• _TASK TO CARRY OUT_: From the entries, copy every line that carries the string "Duration".

• _MATERIALS PROVIDED_:
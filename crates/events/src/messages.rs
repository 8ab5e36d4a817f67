use chrono::{DateTime, Utc};
use core_types::Address;
use rust_decimal::Decimal;
use serde::{Deserialize, Serialize};

/// Whether a ledger event added to or removed from a balance.
#[derive(Debug, Clone, Copy, PartialEq, Eq, Serialize, Deserialize)]
pub enum LedgerEventKind {
    Deposit,
    Withdraw,
}

/// A single balance movement recorded by the ledger.
///
/// One event is emitted per `(token, strategy, user)` scope a mutation
/// touches: a deposit emits one, a whole-strategy withdrawal emits one per
/// user whose attribution was cleared. The analytics log folds these into
/// its time buckets.
#[derive(Debug, Clone, PartialEq, Serialize, Deserialize)]
pub struct LedgerEvent {
    pub timestamp: DateTime<Utc>,
    pub token: Address,
    pub strategy: Address,
    pub user: Address,
    pub kind: LedgerEventKind,
    pub amount: Decimal,
}
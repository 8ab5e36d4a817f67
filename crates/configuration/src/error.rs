use thiserror::Error;

#[derive(Error, Debug)]
pub enum ConfigError {
    #[error("Failed to load configuration from file: {0}")]
    LoadError(#[from] config::ConfigError),

    #[error("Configuration validation error: {0}")]
    ValidationError(String),
}

impl ConfigError {
    pub fn kind(&self) -> core_types::FailureKind {
        core_types::FailureKind::Config
    }
}
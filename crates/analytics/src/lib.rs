//! # Custodia Analytics Log
//!
//! This crate keeps the time-bucketed history of balance movements used for
//! reporting: per-period deposit and withdraw sums, kept both per user and
//! aggregated per strategy manager.
//!
//! ## Architectural Principles
//!
//! - **Layer 1 Logic:** This is a pure logic crate. It has no knowledge of
//!   external systems. It depends only on `core-types` and `events`.
//! - **Side-Effect Consumer:** The tracker never originates data. It folds
//!   the `LedgerEvent`s the ledger emits into append-only buckets; replaying
//!   the same events rebuilds the same log.
//!
//! ## Public API
//!
//! - `BalanceTracker`: the bucketed log and its query operations.
//! - `TimeBucket`: one period's deposit/withdraw sums.
//! - `AnalyticsError`: the specific error types that can be returned from this crate.

// Declare the modules that constitute this crate.
pub mod error;
pub mod tracker;

// Re-export the key components to create a clean, public-facing API.
pub use error::AnalyticsError;
pub use tracker::{BalanceTracker, TimeBucket};
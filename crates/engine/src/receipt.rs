use controllers::StepOutcome;
use events::LedgerEvent;
use serde::{Deserialize, Serialize};
use uuid::Uuid;

/// The lifecycle of a proposed batch.
///
/// `Proposed → Verified → Executing → Settled` on success;
/// `Proposed → Rejected` on a signature failure and
/// `Proposed → Verified → Aborted` on any later failure. There are no
/// retries inside the engine: a failed batch is re-proposed fresh.
#[derive(Debug, Clone, Copy, PartialEq, Eq, Serialize, Deserialize)]
pub enum BatchState {
    Proposed,
    Verified,
    Executing,
    Settled,
    Aborted,
    Rejected,
}

/// Returned for a fully settled batch: the per-step venue outcomes and the
/// ledger events the settlement produced.
#[derive(Debug, Clone, Serialize, Deserialize)]
pub struct BatchReceipt {
    pub batch_id: Uuid,
    pub state: BatchState,
    pub outcomes: Vec<StepOutcome>,
    pub events: Vec<LedgerEvent>,
}
use crate::error::AuthorizerError;
use configuration::Endpoints;
use serde::Deserialize;
use serde_json::json;
use std::collections::HashMap;
use std::time::{Duration, Instant};

/// One endpoint's probe result: how far behind it is and how fast it answered.
/// Produced fresh per selection call, never persisted.
#[derive(Debug, Clone, PartialEq, Eq)]
pub struct EndpointCandidate {
    pub url: String,
    pub latency: Duration,
    pub height: u64,
}

#[derive(Deserialize)]
struct BlockNumberResponse {
    result: Option<BlockHead>,
}

#[derive(Deserialize)]
struct BlockHead {
    number: String,
}

/// Probes a network's candidate execution endpoints and picks the best one.
///
/// Authorization must never be routed through a lagging endpoint, so
/// candidates below the maximum observed block height are discarded before
/// latency is even considered.
pub struct EndpointSelector {
    networks: HashMap<String, Vec<String>>,
    probe_timeout: Duration,
    client: reqwest::Client,
}

impl EndpointSelector {
    pub fn new(endpoints: &Endpoints) -> Self {
        Self {
            networks: endpoints.networks.clone(),
            probe_timeout: Duration::from_millis(endpoints.probe_timeout_ms),
            client: reqwest::Client::builder()
                .build()
                .expect("Failed to build reqwest client"),
        }
    }

    /// Selects the healthiest endpoint for `network`.
    ///
    /// All candidates are probed concurrently; individual probe failures are
    /// tolerated and simply contribute no candidate.
    pub async fn select(&self, network: &str) -> Result<EndpointCandidate, AuthorizerError> {
        let urls = self
            .networks
            .get(network)
            .filter(|urls| !urls.is_empty())
            .ok_or_else(|| AuthorizerError::NoConfiguredEndpoint(network.to_string()))?;

        let probes = urls.iter().map(|url| self.probe(url));
        let results = futures::future::join_all(probes).await;

        let mut candidates = Vec::new();
        for result in results {
            match result {
                Ok(candidate) => candidates.push(candidate),
                Err(err) => tracing::warn!(%network, "{err}"),
            }
        }

        pick_best(candidates).ok_or_else(|| AuthorizerError::NoHealthyEndpoint(network.to_string()))
    }

    /// Fetches the latest block height from one endpoint, measuring the
    /// round-trip time and bounding the whole exchange by the probe timeout.
    async fn probe(&self, url: &str) -> Result<EndpointCandidate, AuthorizerError> {
        let started = Instant::now();
        let request = self.client.post(url).json(&json!({
            "jsonrpc": "2.0",
            "method": "eth_getBlockByNumber",
            "params": ["latest", false],
            "id": 1,
        }));

        let response = tokio::time::timeout(self.probe_timeout, async {
            request
                .send()
                .await?
                .error_for_status()?
                .json::<BlockNumberResponse>()
                .await
        })
        .await
        .map_err(|_| AuthorizerError::ProbeFailed {
            url: url.to_string(),
            reason: format!("timed out after {:?}", self.probe_timeout),
        })?
        .map_err(|e| AuthorizerError::ProbeFailed {
            url: url.to_string(),
            reason: e.to_string(),
        })?;

        let latency = started.elapsed();
        let raw = response
            .result
            .map(|head| head.number)
            .ok_or_else(|| AuthorizerError::InvalidHeight {
                url: url.to_string(),
                raw: "null".to_string(),
            })?;
        let height = parse_hex_height(&raw).ok_or_else(|| AuthorizerError::InvalidHeight {
            url: url.to_string(),
            raw,
        })?;

        tracing::debug!(%url, height, ?latency, "endpoint probe succeeded");
        Ok(EndpointCandidate {
            url: url.to_string(),
            latency,
            height,
        })
    }
}

fn parse_hex_height(raw: &str) -> Option<u64> {
    u64::from_str_radix(raw.strip_prefix("0x").unwrap_or(raw), 16).ok()
}

/// The pure selection policy: keep only candidates at the maximum observed
/// height, then take the lowest latency among them.
pub fn pick_best(candidates: Vec<EndpointCandidate>) -> Option<EndpointCandidate> {
    let max_height = candidates.iter().map(|c| c.height).max()?;
    candidates
        .into_iter()
        .filter(|c| c.height == max_height)
        .min_by_key(|c| c.latency)
}
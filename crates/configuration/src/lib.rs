use crate::error::ConfigError;

// Declare the modules that make up this crate.
pub mod error;
pub mod settings;

// Re-export the core types to provide a clean public API.
pub use settings::{Analytics, Endpoints, Fund, Settings, Signer};

/// Loads the application configuration from the `custodia.toml` file,
/// layered with `CUSTODIA_`-prefixed environment variables.
///
/// This function is the primary entry point for this crate. It reads the
/// configuration sources, deserializes them into our strongly-typed
/// `Settings` struct, and validates the result.
pub fn load_settings() -> Result<Settings, ConfigError> {
    let builder = config::Config::builder()
        // Tells the builder to look for a file named `custodia.toml`
        .add_source(config::File::with_name("custodia").required(false))
        // Environment overrides, e.g. CUSTODIA_SIGNER__SECRET.
        .add_source(config::Environment::with_prefix("CUSTODIA").separator("__"))
        .build()?;

    let settings = builder.try_deserialize::<Settings>()?;

    if settings.analytics.record_period_secs <= 0 {
        return Err(ConfigError::ValidationError(
            "analytics.record_period_secs must be positive".to_string(),
        ));
    }
    if settings.signer.secret.is_empty() {
        return Err(ConfigError::ValidationError(
            "signer.secret must not be empty".to_string(),
        ));
    }

    Ok(settings)
}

• _EXERCISE RESULT_:
use std::time::{Duration, Instant};
    pub latency: Duration,
    probe_timeout: Duration,
            probe_timeout: Duration::from_millis(endpoints.probe_timeout_ms),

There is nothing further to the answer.